Digestive system Flashcards
What does the GI tract consist of?
Mouth, esophagus, stomach, small intestine, large intestine, caecum, rectum
what components are added to the GI tract to create the digestive system?
- salivary glands, gall-bladder, liver, pancreas
general function of the mouth in digestion
- mechanical breakdown of food
general function of the esophagus in digestion
- unidirectional tube that connects the mouth to the stomach
general function of the stomach in digestion
- holds food
- distinguishes the 4 systems from each other
- can be monogastric, avian, or 4 compartment
general function of the small intestine in digestion
- takes up nutrients into the body
- “nutrient gateway”
general function of the large intestine in digestion
- flows into caecum
- majority of gut bacteria resides here
general function of the caecum in digestion
- abundance of gut bacteria
- roll in breaking down indigestible carbs
general function of the rectum in digestion
- things not digested are excreted from the body
what are different ways you can classify a dietary CHO by for digestion?
- solubility
- digestability
- fermentability
solubility of CHOs
is a CHO soluble in the aqueous environment of the digestive tract?
yes = soluble
no = insoluble
- determined by physicochemical properties of CHO
digestability of CHOs
does the host organism have the enzymes necessary to digest a CHO?
yes = digestible
no = not digestible (fibre)
- determined by the host digestive enzymes
fermentability of CHOs
do gut bacteria have the enzymes necessary to break down a CHO?
yes = fermentable
no = non-fermentable
- determines by gut bacteria
4 types of digestive systems
- simple system (w/o caecum)
- simple system (w/ functional caecum)
- ruminant system
4.avian system
simple system w/o caecum: key features
- human, cat, pig, dog
- monogastric (single stomach)
- non-functional caecum (still there but does not contribute to fermentation of digestible CHO)
- hindgut fermenter
- suited for a nutrient-dense, low fibre diet
how does the oral cavity work in a simple system?
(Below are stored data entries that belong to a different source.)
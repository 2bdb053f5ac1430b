//! Universe tickers and exchange products.

use serde::{Deserialize, Serialize};
use std::collections::BTreeMap;

/// One asset row from the capitalization-ranked universe.
///
/// Both percent-change fields are optional upstream; [`pct_change_24h`]
/// resolves them in preference order. Unknown fields are ignored so the
/// provider can add columns without breaking us.
///
/// [`pct_change_24h`]: MarketTicker::pct_change_24h
#[derive(Debug, Clone, Default, PartialEq, Serialize, Deserialize)]
pub struct MarketTicker {
    #[serde(default)]
    pub symbol: String,
    #[serde(default)]
    pub name: String,
    #[serde(default)]
    pub total_volume: Option<f64>,
    #[serde(default)]
    pub price_change_percentage_24h: Option<f64>,
    #[serde(default)]
    pub price_change_percentage_24h_in_currency: Option<f64>,
}

impl MarketTicker {
    /// Uppercase the symbol and backfill a missing name from it.
    pub fn normalize(&mut self) {
        self.symbol = self.symbol.to_uppercase();
        if self.name.trim().is_empty() {
            self.name = self.symbol.clone();
        }
    }

    /// 24h quote volume; missing means zero.
    pub fn volume(&self) -> f64 {
        self.total_volume.unwrap_or(0.0)
    }

    /// 24h percent change: plain field first, then the in-currency
    /// variant, then zero.
    pub fn pct_change_24h(&self) -> f64 {
        self.price_change_percentage_24h
            .or(self.price_change_percentage_24h_in_currency)
            .unwrap_or(0.0)
    }
}

/// One tradable product as the exchange lists it, e.g. `ETH-USD`.
#[derive(Debug, Clone, PartialEq, Eq, Serialize, Deserialize)]
pub struct Product {
    pub id: String,
}

/// Base symbol (uppercase) to product id, for one quote currency.
pub type PairMap = BTreeMap<String, String>;

/// Keep only products quoted in `quote` and index them by base symbol.
/// A base listed twice keeps the later entry.
pub fn quote_pair_map(products: &[Product], quote: &str) -> PairMap {
    let suffix = format!("-{}", quote.to_uppercase());
    let mut map = PairMap::new();
    for product in products {
        if !product.id.ends_with(&suffix) {
            continue;
        }
        if let Some(base) = product.id.split('-').next() {
            map.insert(base.to_uppercase(), product.id.clone());
        }
    }
    map
}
- food is chewed and mixed with saliva
- 2 enzymes get the ball rolling…
1. a-amylase: starts to break down CHO
2. lingual lipase: starts to break down dietary fats
How does the stomach work in a simple system?
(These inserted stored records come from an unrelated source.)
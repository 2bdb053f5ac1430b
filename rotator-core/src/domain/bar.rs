//! OHLCV candle bar.

use chrono::{DateTime, Utc};
use serde::{Deserialize, Serialize};

/// A single candle. Series are always ordered oldest first; clients that
/// receive newest-first data reverse it before it gets here.
#[derive(Debug, Clone, PartialEq, Serialize, Deserialize)]
pub struct Bar {
    /// Open time of the candle, UTC.
    pub time: DateTime<Utc>,
    pub open: f64,
    pub high: f64,
    pub low: f64,
    pub close: f64,
    /// Base-asset volume over the candle.
    pub volume: f64,
}
//! Eligibility filter: the ordered gate every universe entry must clear.
//!
//! Rules run in a fixed order and the first failure decides the skip
//! reason. Candle history is only fetched once the cheap rules have
//! passed, which keeps API pressure proportional to the interesting part
//! of the universe.

use crate::data::provider::ExchangeSource;
use crate::domain::{Candidate, MarketTicker, PairMap, Skip, SkipReason, Timeframe};
use crate::indicators::IndicatorFrame;

use super::rank::composite_score;
use super::Thresholds;

/// Pegged assets; 24h movement on these is noise, never momentum.
pub const STABLECOINS: [&str; 7] = ["USDT", "USDC", "DAI", "TUSD", "USDP", "FDUSD", "PYUSD"];

/// Everything one pass over the universe produced.
#[derive(Debug, Clone)]
pub struct ScreenOutcome {
    pub candidates: Vec<Candidate>,
    pub skipped: Vec<Skip>,
}

/// Evaluate every ticker in order. Per-ticker failures are recorded, not
/// propagated; a run never dies because one asset misbehaved.
pub fn screen_universe(
    markets: &[MarketTicker],
    pairs: &PairMap,
    source: &dyn ExchangeSource,
    timeframe: Timeframe,
    thresholds: &Thresholds,
    candle_limit: usize,
) -> ScreenOutcome {
    let mut candidates = Vec::new();
    let mut skipped = Vec::new();

    for ticker in markets {
        match evaluate_ticker(ticker, pairs, source, timeframe, thresholds, candle_limit) {
            Ok(candidate) => candidates.push(candidate),
            Err(reason) => skipped.push(Skip {
                symbol: ticker.symbol.clone(),
                reason,
            }),
        }
    }

    ScreenOutcome {
        candidates,
        skipped,
    }
}

/// Run one ticker through the gate.
pub fn evaluate_ticker(
    ticker: &MarketTicker,
    pairs: &PairMap,
    source: &dyn ExchangeSource,
    timeframe: Timeframe,
    thresholds: &Thresholds,
    candle_limit: usize,
) -> Result<Candidate, SkipReason> {
    if STABLECOINS.contains(&ticker.symbol.as_str()) {
        return Err(SkipReason::Stablecoin);
    }

    let volume = ticker.volume();
    let pct = ticker.pct_change_24h();
    if volume < thresholds.min_volume_usd || pct < thresholds.min_pct_24h {
        return Err(SkipReason::VolumeOrChange);
    }

    let pair_id = match pairs.get(&ticker.symbol) {
        Some(id) => id.clone(),
        None => return Err(SkipReason::NotOnExchange),
    };

    let bars = match source.candles(&pair_id, timeframe.granularity_secs(), candle_limit) {
        Ok(Some(bars)) => bars,
        Ok(None) | Err(_) => return Err(SkipReason::NoHistory),
    };
    if bars.len() < thresholds.min_history() {
        return Err(SkipReason::NoHistory);
    }

    let frame = IndicatorFrame::compute(bars, thresholds.ma_period);
    let close = frame.last_close();
    let ma = frame.last_ma();
    let rsi = frame.last_rsi();
    let atr_pct = frame.last_atr_pct();

    let above_ma = matches!(ma, Some(m) if close > m);
    let rsi_ok = matches!(rsi, Some(r) if r > thresholds.rsi_threshold);
    let atr_ok = matches!(atr_pct, Some(a) if a > thresholds.atr_pct_min);
    if !(above_ma && rsi_ok && atr_ok) {
        return Err(SkipReason::IndicatorsFail {
            above_ma,
            rsi_ok,
            atr_ok,
        });
    }

    // All three checks passing implies all three values are present.
    let (Some(ma), Some(rsi), Some(atr_pct)) = (ma, rsi, atr_pct) else {
        return Err(SkipReason::IndicatorsFail {
            above_ma,
            rsi_ok,
            atr_ok,
        });
    };

    let pct = round2(pct);
    Ok(Candidate {
        symbol: ticker.symbol.clone(),
        name: ticker.name.clone(),
        pair_id,
        pct_24h: pct,
        volume_usd: volume,
        close,
        ma: Some(ma),
        rsi: Some(rsi),
        atr_pct: Some(atr_pct),
        direction: frame.direction(),
        score: composite_score(pct, rsi, atr_pct, thresholds),
        advice: None,
    })
}

fn round2(v: f64) -> f64 {
    (v * 100.0).round() / 100.0
}

#[cfg(test)]
mod tests {
    use super::*;
    use crate::data::provider::MarketDataError;
    use crate::domain::Bar;
    use std::collections::HashMap;
    use std::sync::atomic::{AtomicUsize, Ordering};

    struct StubExchange {
        candles: HashMap<String, Vec<Bar>>,
        broken: Vec<String>,
        fetches: AtomicUsize,
    }

    impl StubExchange {
        fn new() -> Self {
            Self {
                candles: HashMap::new(),
                broken: Vec::new(),
                fetches: AtomicUsize::new(0),
            }
        }

        fn with_series(mut self, pair_id: &str, bars: Vec<Bar>) -> Self {
            self.candles.insert(pair_id.to_string(), bars);
            self
        }

        fn fetch_count(&self) -> usize {
            self.fetches.load(Ordering::SeqCst)
        }
    }

    impl ExchangeSource for StubExchange {
        fn products(&self) -> Result<Vec<crate::domain::Product>, MarketDataError> {
            Ok(self
                .candles
                .keys()
                .map(|id| crate::domain::Product { id: id.clone() })
                .collect())
        }

        fn candles(
            &self,
            product_id: &str,
            _granularity_secs: u32,
            limit: usize,
        ) -> Result<Option<Vec<Bar>>, MarketDataError> {
            self.fetches.fetch_add(1, Ordering::SeqCst);
            if self.broken.iter().any(|p| p == product_id) {
                return Err(MarketDataError::RateLimited);
            }
            Ok(self.candles.get(product_id).map(|bars| {
                let mut bars = bars.clone();
                if bars.len() > limit {
                    bars.drain(..bars.len() - limit);
                }
                bars
            }))
        }
    }

    fn ticker(symbol: &str, volume: f64, pct: f64) -> MarketTicker {
        MarketTicker {
            symbol: symbol.to_string(),
            name: symbol.to_string(),
            total_volume: Some(volume),
            price_change_percentage_24h: Some(pct),
            price_change_percentage_24h_in_currency: None,
        }
    }

    /// Zigzag series with upward drift: +2 on odd steps, -1 on even.
    /// Ends on an up move, sits above its MA, and keeps RSI near 68.
    fn climbing_bars(n: usize, start: f64) -> Vec<Bar> {
        let begin = chrono::DateTime::from_timestamp(1_700_000_000, 0).unwrap();
        let mut bars: Vec<Bar> = Vec::with_capacity(n);
        let mut price = start;
        for i in 0..n {
            if i > 0 {
                price += if i % 2 == 1 { 2.0 } else { -1.0 };
            }
            let open = if i == 0 { price } else { bars[i - 1].close };
            let high = open.max(price) * 1.02;
            let low = open.min(price) * 0.98;
            bars.push(Bar {
                time: begin + chrono::Duration::hours(i as i64),
                open,
                high,
                low,
                close: price,
                volume: 1000.0,
            });
        }
        bars
    }

    fn flat_bars(n: usize, price: f64) -> Vec<Bar> {
        let begin = chrono::DateTime::from_timestamp(1_700_000_000, 0).unwrap();
        (0..n)
            .map(|i| Bar {
                time: begin + chrono::Duration::hours(i as i64),
                open: price,
                high: price * 1.02,
                low: price * 0.98,
                close: price,
                volume: 1000.0,
            })
            .collect()
    }

    fn usd_pairs(symbols: &[&str]) -> PairMap {
        symbols
            .iter()
            .map(|s| (s.to_string(), format!("{s}-USD")))
            .collect()
    }

    #[test]
    fn strong_ticker_passes_every_gate() {
        let exchange = StubExchange::new().with_series("ETH-USD", climbing_bars(300, 100.0));
        let pairs = usd_pairs(&["ETH"]);
        let t = ticker("ETH", 1.2e9, 5.2);

        let candidate = evaluate_ticker(
            &t,
            &pairs,
            &exchange,
            Timeframe::H1,
            &Thresholds::default(),
            300,
        )
        .unwrap();

        assert_eq!(candidate.symbol, "ETH");
        assert_eq!(candidate.pair_id, "ETH-USD");
        assert_eq!(candidate.pct_24h, 5.2);
        assert!(candidate.close > candidate.ma.unwrap());
        assert!(candidate.rsi.unwrap() > 55.0);
        assert!(candidate.atr_pct.unwrap() > 1.5);
        assert!(candidate.score > 0.0);
        assert!(candidate.advice.is_none());
    }

    #[test]
    fn stablecoin_wins_over_later_failures() {
        // Low volume too, but the stablecoin rule fires first and no
        // candles are ever fetched.
        let exchange = StubExchange::new();
        let pairs = usd_pairs(&["USDT"]);
        let t = ticker("USDT", 1_000.0, 0.01);

        let reason = evaluate_ticker(
            &t,
            &pairs,
            &exchange,
            Timeframe::H1,
            &Thresholds::default(),
            300,
        )
        .unwrap_err();

        assert_eq!(reason, SkipReason::Stablecoin);
        assert_eq!(exchange.fetch_count(), 0);
    }

    #[test]
    fn thin_or_quiet_markets_are_skipped_before_fetching() {
        let exchange = StubExchange::new();
        let pairs = usd_pairs(&["AAA", "BBB"]);
        let thresholds = Thresholds::default();

        let low_volume = ticker("AAA", 10e6, 5.0);
        let reason = evaluate_ticker(
            &low_volume,
            &pairs,
            &exchange,
            Timeframe::H1,
            &thresholds,
            300,
        )
        .unwrap_err();
        assert_eq!(reason, SkipReason::VolumeOrChange);

        let quiet = ticker("BBB", 1e9, 1.0);
        let reason =
            evaluate_ticker(&quiet, &pairs, &exchange, Timeframe::H1, &thresholds, 300).unwrap_err();
        assert_eq!(reason, SkipReason::VolumeOrChange);
        assert_eq!(exchange.fetch_count(), 0);
    }

    #[test]
    fn unlisted_base_is_skipped() {
        let exchange = StubExchange::new();
        let pairs = usd_pairs(&["ETH"]);
        let t = ticker("XMR", 1e9, 8.0);

        let reason = evaluate_ticker(
            &t,
            &pairs,
            &exchange,
            Timeframe::H1,
            &Thresholds::default(),
            300,
        )
        .unwrap_err();
        assert_eq!(reason, SkipReason::NotOnExchange);
    }

    #[test]
    fn missing_short_or_broken_history_all_count_as_no_history() {
        let mut exchange = StubExchange::new().with_series("SHT-USD", climbing_bars(40, 100.0));
        exchange.broken.push("BRK-USD".to_string());
        let pairs = usd_pairs(&["GON", "SHT", "BRK"]);
        let thresholds = Thresholds::default();

        for symbol in ["GON", "SHT", "BRK"] {
            let t = ticker(symbol, 1e9, 5.0);
            let reason =
                evaluate_ticker(&t, &pairs, &exchange, Timeframe::H1, &thresholds, 300).unwrap_err();
            assert_eq!(reason, SkipReason::NoHistory, "symbol {symbol}");
        }
    }

    #[test]
    fn flat_series_fails_trend_and_rsi_but_not_atr() {
        let exchange = StubExchange::new().with_series("FLT-USD", flat_bars(300, 50.0));
        let pairs = usd_pairs(&["FLT"]);
        let t = ticker("FLT", 1e9, 5.0);

        let reason = evaluate_ticker(
            &t,
            &pairs,
            &exchange,
            Timeframe::H1,
            &Thresholds::default(),
            300,
        )
        .unwrap_err();

        // Close equals MA, RSI is undefined with no down moves to divide
        // by, ATR% is a steady 4-ish percent from the wicks.
        assert_eq!(
            reason,
            SkipReason::IndicatorsFail {
                above_ma: false,
                rsi_ok: false,
                atr_ok: true,
            }
        );
    }

    #[test]
    fn screen_universe_collects_both_sides() {
        let exchange = StubExchange::new().with_series("ETH-USD", climbing_bars(300, 100.0));
        let pairs = usd_pairs(&["ETH", "XMR"]);
        let markets = vec![
            ticker("ETH", 1.2e9, 5.2),
            ticker("USDT", 90e9, 0.0),
            ticker("XMR", 60e6, 2.0),
        ];

        let outcome = screen_universe(
            &markets,
            &pairs,
            &exchange,
            Timeframe::H1,
            &Thresholds::default(),
            300,
        );

        assert_eq!(outcome.candidates.len(), 1);
        assert_eq!(outcome.candidates[0].symbol, "ETH");
        assert_eq!(outcome.skipped.len(), 2);
        assert_eq!(outcome.skipped[0].reason, SkipReason::Stablecoin);
        assert_eq!(outcome.skipped[1].reason, SkipReason::VolumeOrChange);
    }

    #[test]
    fn pct_is_rounded_to_two_decimals() {
        let exchange = StubExchange::new().with_series("ETH-USD", climbing_bars(300, 100.0));
        let pairs = usd_pairs(&["ETH"]);
        let t = ticker("ETH", 1.2e9, 5.23456);

        let candidate = evaluate_ticker(
            &t,
            &pairs,
            &exchange,
            Timeframe::H1,
            &Thresholds::default(),
            300,
        )
        .unwrap();
        assert_eq!(candidate.pct_24h, 5.23);
    }
}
- includes the cardia, fundus, body and antrum
- empty = 50mL, filled = 1-1.5L (remarkable ability to expand when food is consumed)
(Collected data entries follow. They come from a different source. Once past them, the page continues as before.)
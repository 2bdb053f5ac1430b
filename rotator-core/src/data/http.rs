//! Shared blocking HTTP plumbing: one client shape, one retry policy.
//!
//! Every upstream GET goes through [`get_json`]. Timeouts, connection
//! failures, and HTTP 429 are retried with waits of 1s, 2s, 4s between
//! the four attempts; any other failure returns immediately.

use std::time::Duration;

use serde::de::DeserializeOwned;

use super::provider::MarketDataError;

const MAX_ATTEMPTS: u32 = 4;
const BASE_DELAY: Duration = Duration::from_secs(1);
const MAX_DELAY: Duration = Duration::from_secs(8);
const REQUEST_TIMEOUT: Duration = Duration::from_secs(30);

pub(crate) fn build_client() -> reqwest::blocking::Client {
    reqwest::blocking::Client::builder()
        .timeout(REQUEST_TIMEOUT)
        .user_agent(concat!("momentum-rotator/", env!("CARGO_PKG_VERSION")))
        .build()
        .expect("failed to build HTTP client")
}

pub(crate) fn get_json<T: DeserializeOwned>(
    client: &reqwest::blocking::Client,
    url: &str,
    query: &[(&str, &str)],
) -> Result<T, MarketDataError> {
    let mut last_error = None;

    for attempt in 0..MAX_ATTEMPTS {
        if attempt > 0 {
            let delay = BASE_DELAY * 2u32.pow(attempt - 1);
            std::thread::sleep(delay.min(MAX_DELAY));
        }

        match client.get(url).query(query).send() {
            Ok(resp) => {
                let status = resp.status();

                if status == reqwest::StatusCode::TOO_MANY_REQUESTS {
                    last_error = Some(MarketDataError::RateLimited);
                    continue;
                }

                if !status.is_success() {
                    return Err(MarketDataError::Status {
                        status: status.as_u16(),
                        endpoint: url.to_string(),
                    });
                }

                return resp
                    .json::<T>()
                    .map_err(|e| MarketDataError::Decode(format!("{url}: {e}")));
            }
            Err(e) if e.is_connect() || e.is_timeout() => {
                last_error = Some(MarketDataError::Network(e.to_string()));
            }
            Err(e) => return Err(MarketDataError::Network(e.to_string())),
        }
    }

    Err(last_error.unwrap_or_else(|| MarketDataError::Network("retries exhausted".to_string())))
}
- gastric emptying takes 2-6 hours
- pH is about 2 (acidic)
- food becomes chyme (food + acid)
- gastric glands secrete gastric juice (includes H2O, electrolytes, HCl, enzymes)
how does the small intestine work in a simple system?
- includes the duodenum, jejunum and ileum
- main site for nutrient digestion and absorption
- surface area = 30m^2
- intestinal motility is controlled by longitudinal and circular muscles
- chyme acidity neutralized by pancreatic juice
- food is digested by pancreatic juice and bile acids
- soluble fibre = slows down digestion, insoluble = speed up
how does the large intestine (aka colon) work in a simple system?
- by the time food reached the LI most nutrients have already been taken up
- site of fermentation - break down indigestible carbs
- production of SCFA aka volatile fatty acids
- site for water absorption
- bile acids are taken back up and recycled
What gives the small intestine such a large surface area
- kercking folds
- villi (and crypts) - pertrusions
- microvilli
What are the different nutrient transport mechanisms for molecules to pass through the intestinal lumen?
- Diffusion
- molecules follow a concentration gradient
- small molecules with the right chemical properties can pass through with no energy needed - Facilitated diffusion
- like diffusion but involves a transporter - Active transport
- requires energy (ATP) to move molecules against a concentration gradient
how can we decide which transport mechanism to use to get molecules from the intestinal lumen to the cytoplams
- solubility of the molecule
- concentration gradient
- molecular size
Gut bacteria
- region specific - not evenly distributed along the tract
- 1000:1 anaerobic to aerobic bacteria
- very important for the fermentation of non-digestible CHO
- CHO fermentation produces many compounds (e.g lactate and SCFA)
- associated with disease
simple system w/ functional caecum: key features
- horse, rabbit and hamster
- pseudo-ruminant
- hindgut fermenter
- functional caecum
- all other regions of the gut function similar to the monogastric system
- suited for a diet with large amounts of fodder and foraging
what is the purpose of a functional caecum in a simple system?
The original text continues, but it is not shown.